Puerto Rico's Plantation Economy: Snapshots from the Library of Congress
This research guide provides access to historic photographic and film documentation, as well as related print and electronic resources, illustrating the 20th century efforts to transform Puerto Rico from a plantation to an industrial economy.
Giselle M. Avilés, Hispanic Reading Room, Latin American, Caribbean, and European Division
Suzanne M. Schadl, Chief, Latin American, Caribbean, and European Division
Talía Guzmán-González, Reference Librarian and Luso-Brazilian Specialist, Latin American, Caribbean, and European Division
Created: June 17, 2019
Last Updated: April 13, 2020
Between 1935 and 1944, photographers working for the U.S. government's Farm Security Administration (FSA) and later the Office of War Information (OWI) created approximately 1,600 color photographs and 175,000 black-and-white film negatives to depict every-day life in the United States, including Puerto Rico and the Virgin Islands. These efforts helped document how the shift in Puerto Rico's economy from a plantation to an industrial model affected family structures, public health, education and work. This guide highlights key photographic collections from two couples, Jack Delano and his wife, Irene; and Edwin Rosskam and his wife Louise. These couples documented these everyday impacts in their photographs of Puerto Rico.

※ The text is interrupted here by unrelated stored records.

//! 路由器
//!
//! 路由器维护距离向量路由表，周期性向相邻路由器发送通告请求；
//! 收到请求立即回送自己的路由表（响应），收到响应则松弛本地表。
//! 数据包按表查下一跳转发，查不到时走默认网关（第一条出链路）。

use super::id::{LinkId, NodeId};
use super::network::Network;
use super::node::Node;
use super::packet::{Packet, Payload, RoutingUpdate};
use super::routing::{RouteMetric, RoutingTable};
use crate::sim::{Event, SimTime, Simulator};
use tracing::{debug, info, trace, warn};

/// 路由器的一条出链路
#[derive(Debug, Clone)]
pub struct Port {
    pub link: LinkId,
    pub peer: NodeId,
    pub peer_is_router: bool,
    pub latency: SimTime,
}

#[derive(Debug, Clone, Copy, PartialEq, Eq)]
pub enum RouterState {
    Uninitialized,
    Active,
}

#[derive(Debug)]
pub struct Router {
    id: NodeId,
    name: String,
    ports: Vec<Port>,
    table: RoutingTable,
    state: RouterState,
    adverts_sent: u64,
    updates_applied: u64,
}

impl Router {
    pub fn new(id: NodeId, name: impl Into<String>) -> Self {
        Self {
            id,
            name: name.into(),
            ports: Vec::new(),
            table: RoutingTable::new(),
            state: RouterState::Uninitialized,
            adverts_sent: 0,
            updates_applied: 0,
        }
    }

    pub fn table(&self) -> &RoutingTable {
        &self.table
    }

    pub fn ports(&self) -> &[Port] {
        &self.ports
    }

    pub fn state(&self) -> RouterState {
        self.state
    }

    pub fn adverts_sent(&self) -> u64 {
        self.adverts_sent
    }

    pub fn updates_applied(&self) -> u64 {
        self.updates_applied
    }

    /// 默认网关：第一条出链路的对端；没有出链路时为自身
    pub fn default_gateway(&self) -> NodeId {
        self.ports.first().map(|p| p.peer).unwrap_or(self.id)
    }

    fn port_to(&self, peer: NodeId) -> Option<&Port> {
        self.ports.iter().find(|p| p.peer == peer)
    }

    /// 为数据包选择出链路
    pub fn map_route(&self, pkt: &Packet) -> Option<LinkId> {
        let next_hop = self
            .table
            .get(pkt.dst)
            .map(|r| r.next_hop)
            .unwrap_or_else(|| self.default_gateway());
        self.port_to(next_hop)
            .or_else(|| self.ports.first())
            .map(|p| p.link)
    }

    /// 向所有相邻路由器（不含主机）发送路由表通告
    fn advertise(&mut self, sim: &mut Simulator, net: &mut Network) {
        let snapshot = self.table.snapshot();
        let now = sim.now();
        for port in self.ports.iter().filter(|p| p.peer_is_router) {
            let pkt = net.make_routing_packet(
                self.id,
                port.peer,
                now,
                RoutingUpdate {
                    table: snapshot.clone(),
                    ack: false,
                },
            );
            trace!(router = %self.name, peer = ?port.peer, "发送路由通告请求");
            net.link_add(port.link, pkt, sim);
            self.adverts_sent += 1;
        }
    }

    fn respond(&mut self, request: &Packet, sim: &mut Simulator, net: &mut Network) {
        let Some(port) = self.port_to(request.src) else {
            warn!(router = %self.name, from = ?request.src, "没有回到请求方的链路，忽略路由请求");
            return;
        };
        let link = port.link;
        let pkt = net.make_routing_packet(
            self.id,
            request.src,
            request.created_at,
            RoutingUpdate {
                table: self.table.snapshot(),
                ack: true,
            },
        );
        net.link_add(link, pkt, sim);
        self.adverts_sent += 1;
    }

    fn update_table(&mut self, response: &Packet, advert: &RoutingUpdate, now: SimTime, net: &Network) {
        let edge_cost = match net.routing_config().metric {
            RouteMetric::HopCount => 1.0,
            RouteMetric::Delay => now.saturating_sub(response.created_at).0 as f64 / 2.0,
        };
        let changed = self.table.relax(response.src, &advert.table, edge_cost);
        self.updates_applied += 1;
        if changed > 0 {
            debug!(router = %self.name, from = ?response.src, changed, edge_cost, "路由表已更新");
        }
    }
}

impl Node for Router {
    fn id(&self) -> NodeId {
        self.id
    }

    fn name(&self) -> &str {
        &self.name
    }

    fn is_router(&self) -> bool {
        true
    }

    fn attach_link(&mut self, link: LinkId, peer: NodeId, peer_is_router: bool, net: &Network) {
        let latency = net.link(link).latency;
        self.ports.push(Port {
            link,
            peer,
            peer_is_router,
            latency,
        });
    }

    fn initialize(&mut self, hosts: &[NodeId], net: &Network) {
        let metric = net.routing_config().metric;
        let attached: Vec<(NodeId, f64)> = self
            .ports
            .iter()
            .filter(|p| !p.peer_is_router && hosts.contains(&p.peer))
            .map(|p| {
                let cost = match metric {
                    RouteMetric::HopCount => 1.0,
                    RouteMetric::Delay => p.latency.0 as f64,
                };
                (p.peer, cost)
            })
            .collect();
        self.table.initialize(hosts, self.default_gateway(), &attached);
        self.state = RouterState::Active;
        info!(router = %self.name, routes = self.table.len(), "路由表已初始化");
    }

    #[tracing::instrument(skip(self, sim, net), fields(node_name = %self.name(), node_id = ?self.id(), pkt_id = pkt.id))]
    fn on_packet(&mut self, pkt: Packet, link: LinkId, sim: &mut Simulator, net: &mut Network) {
        debug!("🔀 Router 处理数据包");
        trace!(src = ?pkt.src, dst = ?pkt.dst, ?link, "数据包信息");

        match &pkt.payload {
            Payload::Data(_) => match self.map_route(&pkt) {
                Some(out) => net.link_add(out, pkt, sim),
                None => warn!(router = %self.name, "路由器没有出链路，丢弃数据包"),
            },
            Payload::Routing(upd) if !upd.ack => self.respond(&pkt, sim, net),
            Payload::Routing(upd) => self.update_table(&pkt, upd, sim.now(), net),
        }
    }

    fn on_routing_table_outdated(&mut self, sim: &mut Simulator, net: &mut Network) {
        if self.state == RouterState::Uninitialized {
            debug!(router = %self.name, "路由器尚未初始化，跳过通告");
            return;
        }
        self.advertise(sim, net);
        if net.routing_active() {
            let interval = net.routing_config().interval();
            sim.schedule_in(interval, Event::RoutingTableOutdated { router: self.id });
        } else {
            debug!(router = %self.name, "所有流已完成，停止周期通告");
        }
    }

    fn as_router(&self) -> Option<&Router> {
        Some(self)
    }
}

Our travel took us through every one of the seventy-six municipalities of the island, photographing coffee haciendas, tobacco farms, sugarcane fields, and grinding mills. We recorded the misery of tiempo muerto, the dead season, when the breathtaking, silvery fields of guajana, the sugarcane flower, obscured the ugly brutality of unemployment and want. And we witnessed the zafra, the sugar harvest, when men and oxen strained every muscle under the broiling sun and forty-three sugar mills spouted black smoke into the sky day and night.